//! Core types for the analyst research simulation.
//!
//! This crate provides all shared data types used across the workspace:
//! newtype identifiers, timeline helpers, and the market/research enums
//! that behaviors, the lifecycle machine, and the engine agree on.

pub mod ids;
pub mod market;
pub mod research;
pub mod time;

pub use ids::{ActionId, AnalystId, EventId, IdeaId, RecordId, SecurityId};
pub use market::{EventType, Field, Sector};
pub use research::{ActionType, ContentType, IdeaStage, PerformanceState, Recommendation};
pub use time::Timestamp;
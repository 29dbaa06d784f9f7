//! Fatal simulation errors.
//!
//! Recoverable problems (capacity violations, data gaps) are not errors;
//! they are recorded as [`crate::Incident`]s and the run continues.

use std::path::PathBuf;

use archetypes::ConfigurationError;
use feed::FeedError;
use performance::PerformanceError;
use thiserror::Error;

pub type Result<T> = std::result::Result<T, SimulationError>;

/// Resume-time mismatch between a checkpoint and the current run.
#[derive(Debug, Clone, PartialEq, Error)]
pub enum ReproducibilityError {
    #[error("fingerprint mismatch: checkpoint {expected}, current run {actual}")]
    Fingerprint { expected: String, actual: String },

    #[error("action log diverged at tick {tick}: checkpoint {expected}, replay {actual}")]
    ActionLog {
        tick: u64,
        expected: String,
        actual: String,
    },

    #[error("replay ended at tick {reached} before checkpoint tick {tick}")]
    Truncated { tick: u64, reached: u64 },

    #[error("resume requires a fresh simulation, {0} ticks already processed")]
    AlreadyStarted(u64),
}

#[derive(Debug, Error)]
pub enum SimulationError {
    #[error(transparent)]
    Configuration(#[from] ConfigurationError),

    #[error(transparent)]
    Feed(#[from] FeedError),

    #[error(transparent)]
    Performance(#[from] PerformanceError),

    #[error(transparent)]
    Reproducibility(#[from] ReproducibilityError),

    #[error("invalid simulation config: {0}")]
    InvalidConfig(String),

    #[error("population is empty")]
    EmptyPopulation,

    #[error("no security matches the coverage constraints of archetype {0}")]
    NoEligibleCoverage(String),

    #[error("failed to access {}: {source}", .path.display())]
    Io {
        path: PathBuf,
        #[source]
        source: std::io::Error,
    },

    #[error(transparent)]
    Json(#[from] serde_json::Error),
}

**AIM OF THE EXERCISE**
If a line in the records contains the word "current", copy it.

**SOLUTION TO THIS PROBLEM**
/// Resume-time mismatch between a checkpoint and the current run.
    #[error("fingerprint mismatch: checkpoint {expected}, current run {actual}")]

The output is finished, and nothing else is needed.